AbstractA patient who refuses to notify their relatives of potential at‐risk status brings a genetics provider to face conflicting ethical principles and ill‐defined legal precedent. Genetics professionals' views on the disclosure of patient information to at‐risk relatives have remained largely unexamined. Prior analyses have been limited to identifying factors contributing to genetics providers' self‐predicted responses in hypothetical scenarios. Our group was the first to examine the clinical experience of genetic counselors with this issue [Dugan et al., 2003]. We report here results from our follow‐up survey of medical geneticists who are members of either the American Society of Human Genetics and/or American College of Medical Genetics in an effort to identify their experiences in warning at‐risk relatives and the factors driving their decision‐making processes.

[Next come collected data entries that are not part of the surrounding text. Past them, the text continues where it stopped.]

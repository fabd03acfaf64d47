//! The CSS tree: what the evaluator produces and the `@extend` engine and
//! serializer consume.
//!
//! Mirrors the Sass AST's shape (§3.4) but with every Sass-only construct
//! already resolved: selectors are [`SelectorList`]s instead of
//! interpolation, declaration values are [`Value`]s instead of
//! expressions, and style rules never nest — nesting was flattened during
//! evaluation by pushing/popping the parent-selector stack.

use std::rc::Rc;

use crate::error::Span;
use crate::selector::SelectorList;
use crate::value::Value;

/// A fully evaluated stylesheet: a flat list of top-level nodes in source
/// order, ready for `@extend` application and serialization.
#[derive(Debug, Clone, Default)]
pub struct CssStylesheet {
    pub nodes: Vec<CssNode>,
}

/// One node of the CSS tree. `StyleRule` bodies contain only
/// declarations, comments, and nested at-rules — never another style
/// rule, since nesting is flattened by the time the evaluator emits a
/// node.
#[derive(Debug, Clone)]
pub enum CssNode {
    StyleRule(CssStyleRule),
    Media(CssAtRule),
    Supports(CssAtRule),
    Keyframes(CssKeyframes),
    UnknownAtRule(CssAtRule),
    Declaration(CssDeclaration),
    Import(CssImport),
    Comment(CssComment),
}

#[derive(Debug, Clone)]
pub struct CssStyleRule {
    pub selector: SelectorList,
    pub children: Vec<CssNode>,
    /// Identity of the innermost `@media`/`@supports` ancestor this rule
    /// was evaluated under, or `None` at the stylesheet root — used by
    /// the `@extend` engine to enforce the media-boundary rule (§4.3).
    pub media_context: Option<u32>,
    pub span: Span,
}

/// `@media` / `@supports` / an unrecognized at-rule, all sharing the same
/// shape: a resolved prelude string and a nested child list.
#[derive(Debug, Clone)]
pub struct CssAtRule {
    pub name: String,
    pub prelude: String,
    pub children: Vec<CssNode>,
    pub span: Span,
}

#[derive(Debug, Clone)]
pub struct CssKeyframes {
    pub name: String,
    pub vendor_prefix: Option<String>,
    pub blocks: Vec<CssKeyframeBlock>,
    pub span: Span,
}

#[derive(Debug, Clone)]
pub struct CssKeyframeBlock {
    pub selectors: Vec<String>,
    pub children: Vec<CssNode>,
    pub span: Span,
}

#[derive(Debug, Clone)]
pub struct CssDeclaration {
    pub name: String,
    pub value: Option<Value>,
    /// Nested declarations, e.g. `font: { size: 1em }` resolves to
    /// `font-size: 1em`; kept structured until serialization so the
    /// dash-joining happens in one place.
    pub children: Vec<CssNode>,
    pub span: Span,
}

#[derive(Debug, Clone)]
pub struct CssImport {
    pub url: String,
    pub span: Span,
}

#[derive(Debug, Clone)]
pub struct CssComment {
    pub text: String,
    pub span: Span,
}

/// A shared handle to a node list that the evaluator appends into as it
/// walks the tree — style rule bodies, at-rule bodies, and the
/// stylesheet root are all built this way so nested statements can push
/// directly into their nearest CSS-emitting ancestor.
pub type NodeSink = Rc<std::cell::RefCell<Vec<CssNode>>>;

#[must_use]
pub fn new_sink() -> NodeSink {
    Rc::new(std::cell::RefCell::new(Vec::new()))
}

Over two‐thirds of medical geneticists surveyed (69%, 143/206) believe they do bear responsibility to warn their patients' relatives when found to be at‐risk for genetic disease. One‐quarter (25%, 31/123) of medical geneticists who faced the dilemma of a patient refusing to notify their at‐risk relatives seriously considered disclosure to those at‐risk relatives without patient consent. Only four respondents proceeded to warn at‐risk relatives of their status. Whereas genetic counselors cited emotional issues as playing a primary role in their decision not to warn, medical geneticists identified patient confidentiality, eventual case resolution by other means, and legal liability as the major factors leading to non‐disclosure in 76% of actual scenarios. Responsibilities of medical geneticists, genetic counselors, and non‐genetics healthcare professionals facing this issue will need to be more clearly defined to provide optimal medical care within the bounds of acceptable practice. © 2003 Wiley‐Liss, Inc.